Two teams of physicists at the U.S. Department of Energy's Fermilab and Lawrence Berkeley National Laboratory (Berkeley Lab) have independently made the largest direct measurements of the invisible scaffolding of the universe, building maps of dark matter using new methods that, in turn, will remove key hurdles for understanding dark energy with ground-based telescopes.
The teams' measurements look for tiny distortions in the images of distant galaxies, called "cosmic shear," caused by the gravitational influence of massive, invisible dark matter structures in the foreground. Accurately mapping out these dark-matter structures and their evolution over time is likely to be the most sensitive of the few tools available to physicists in their ongoing effort to understand the mysterious space-stretching effects of dark energy.
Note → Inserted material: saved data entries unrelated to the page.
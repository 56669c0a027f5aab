//! Instance registry
//!
//! Keeps at most one live instance per component type. A later
//! registration for a type that already has an instance is refused, and the
//! caller decides what to do with the duplicate.

use std::collections::HashMap;
use std::fmt;
use std::sync::Arc;
use parking_lot::RwLock;
use serde::{Deserialize, Serialize};

use crate::error::{RegistryError, RegistryResult};
use crate::host::{InstanceId, SceneHost};

/// Component type identity
#[derive(Debug, Clone, PartialEq, Eq, Hash, Serialize, Deserialize)]
pub struct TypeKey(String);

impl TypeKey {
    /// Create a key from an explicit name
    pub fn new(name: impl Into<String>) -> Self {
        Self(name.into())
    }

    /// Key for a Rust type
    pub fn of<T: ?Sized + 'static>() -> Self {
        Self(std::any::type_name::<T>().to_string())
    }

    pub fn name(&self) -> &str {
        &self.0
    }
}

impl fmt::Display for TypeKey {
    fn fmt(&self, f: &mut fmt::Formatter<'_>) -> fmt::Result {
        write!(f, "{}", self.0)
    }
}

/// The authoritative instance for a type
#[derive(Debug, Clone, PartialEq, Eq)]
pub struct RegistryEntry {
    pub type_key: TypeKey,
    pub instance: InstanceId,
    /// Survives unit transitions
    pub persistent: bool,
}

/// Registry of single live instances, keyed by component type
#[derive(Debug)]
pub struct InstanceRegistry {
    entries: HashMap<TypeKey, RegistryEntry>,
    alive: bool,
}

impl InstanceRegistry {
    /// Create an empty registry
    pub fn new() -> Self {
        Self {
            entries: HashMap::new(),
            alive: true,
        }
    }

    /// Register the instance for a type
    ///
    /// Returns [`RegistryError::AlreadyExists`] with the existing instance if
    /// the type is taken; the original entry is left untouched and the
    /// duplicate is the caller's to dispose of.
    pub fn try_register<H: SceneHost + ?Sized>(
        &mut self,
        type_key: TypeKey,
        instance: InstanceId,
        persistent: bool,
        host: &mut H,
    ) -> RegistryResult<()> {
        if !self.alive {
            return Err(RegistryError::ShutDown);
        }

        if let Some(existing) = self.entries.get(&type_key) {
            log::debug!(
                "Duplicate {} for {}, keeping {}",
                instance,
                type_key,
                existing.instance
            );
            return Err(RegistryError::AlreadyExists {
                type_key,
                existing: existing.instance,
            });
        }

        if persistent {
            host.mark_persistent(instance);
        }

        log::debug!("Registered {} for {}", instance, type_key);
        self.entries.insert(
            type_key.clone(),
            RegistryEntry {
                type_key,
                instance,
                persistent,
            },
        );
        Ok(())
    }

    /// Remove the entry for a type, but only if `instance` is the one registered.
    /// Returns true if an entry was removed.
    pub fn unregister(&mut self, type_key: &TypeKey, instance: InstanceId) -> bool {
        match self.entries.get(type_key) {
            Some(entry) if entry.instance == instance => {
                self.entries.remove(type_key);
                true
            }
            _ => false,
        }
    }

    /// Toggle whether the instance survives unit transitions
    ///
    /// Disabling persistence moves the instance into the active unit if it
    /// is not already owned by it.
    pub fn set_persistent<H: SceneHost + ?Sized>(
        &mut self,
        type_key: &TypeKey,
        persistent: bool,
        host: &mut H,
    ) -> RegistryResult<()> {
        let entry = self
            .entries
            .get_mut(type_key)
            .ok_or_else(|| RegistryError::NotRegistered(type_key.clone()))?;

        if persistent {
            host.mark_persistent(entry.instance);
        } else if let Some(active) = host.active_unit() {
            if host.instance_unit(entry.instance).as_deref() != Some(active.name.as_str()) {
                host.move_instance_to_unit(entry.instance, &active);
            }
        }

        entry.persistent = persistent;
        Ok(())
    }

    /// Drop entries whose instance no longer exists in the host.
    /// Returns the number of entries removed.
    pub fn retain_live<H: SceneHost + ?Sized>(&mut self, host: &H) -> usize {
        let before = self.entries.len();
        self.entries.retain(|key, entry| {
            let live = host.instance_exists(entry.instance);
            if !live {
                log::debug!("{} for {} was destroyed", entry.instance, key);
            }
            live
        });
        before - self.entries.len()
    }

    /// Registered instance for a type
    pub fn get(&self, type_key: &TypeKey) -> Option<InstanceId> {
        self.entries.get(type_key).map(|e| e.instance)
    }

    pub fn entry(&self, type_key: &TypeKey) -> Option<&RegistryEntry> {
        self.entries.get(type_key)
    }

    pub fn contains(&self, type_key: &TypeKey) -> bool {
        self.entries.contains_key(type_key)
    }

    pub fn is_persistent(&self, type_key: &TypeKey) -> bool {
        self.entries.get(type_key).map(|e| e.persistent).unwrap_or(false)
    }

    pub fn len(&self) -> usize {
        self.entries.len()
    }

    pub fn is_empty(&self) -> bool {
        self.entries.is_empty()
    }

    /// Whether the registry still accepts registrations
    pub fn is_alive(&self) -> bool {
        self.alive
    }

    /// Clear every entry and refuse further registrations
    pub fn shutdown(&mut self) {
        log::debug!("Instance registry shutting down ({} entries)", self.entries.len());
        self.entries.clear();
        self.alive = false;
    }
}

impl Default for InstanceRegistry {
    fn default() -> Self {
        Self::new()
    }
}

/// Thread-safe instance registry wrapper
pub struct SharedInstanceRegistry {
    inner: Arc<RwLock<InstanceRegistry>>,
}

impl SharedInstanceRegistry {
    /// Create a new shared registry
    pub fn new() -> Self {
        Self {
            inner: Arc::new(RwLock::new(InstanceRegistry::new())),
        }
    }

    /// Get a read lock
    pub fn read(&self) -> parking_lot::RwLockReadGuard<'_, InstanceRegistry> {
        self.inner.read()
    }

    /// Get a write lock
    pub fn write(&self) -> parking_lot::RwLockWriteGuard<'_, InstanceRegistry> {
        self.inner.write()
    }
}

impl Default for SharedInstanceRegistry {
    fn default() -> Self {
        Self::new()
    }
}

impl Clone for SharedInstanceRegistry {
    fn clone(&self) -> Self {
        Self {
            inner: Arc::clone(&self.inner),
        }
    }
}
Several large astronomical surveys, such as the Dark Energy Survey, the Large Synoptic Survey Telescope, and the HyperSuprimeCam survey, will try to measure cosmic shear in the coming years. Weak lensing distortions are so subtle, however, that the same atmospheric effects that cause stars to twinkle at night pose a formidable challenge for cosmic shear measurements. Until now, no ground-based cosmic-shear measurement has been able to completely and provably separate weak lensing effects from the atmospheric distortions.
"The community has been building towards cosmic shear measurements for a number of years now," says Huff, an astronomer at Berkeley Lab, "but there's also been some skepticism as to whether they can be done accurately enough to constrain dark energy. Showing that we can achieve the required accuracy with these pathfinding studies is important for the next generation of large surveys."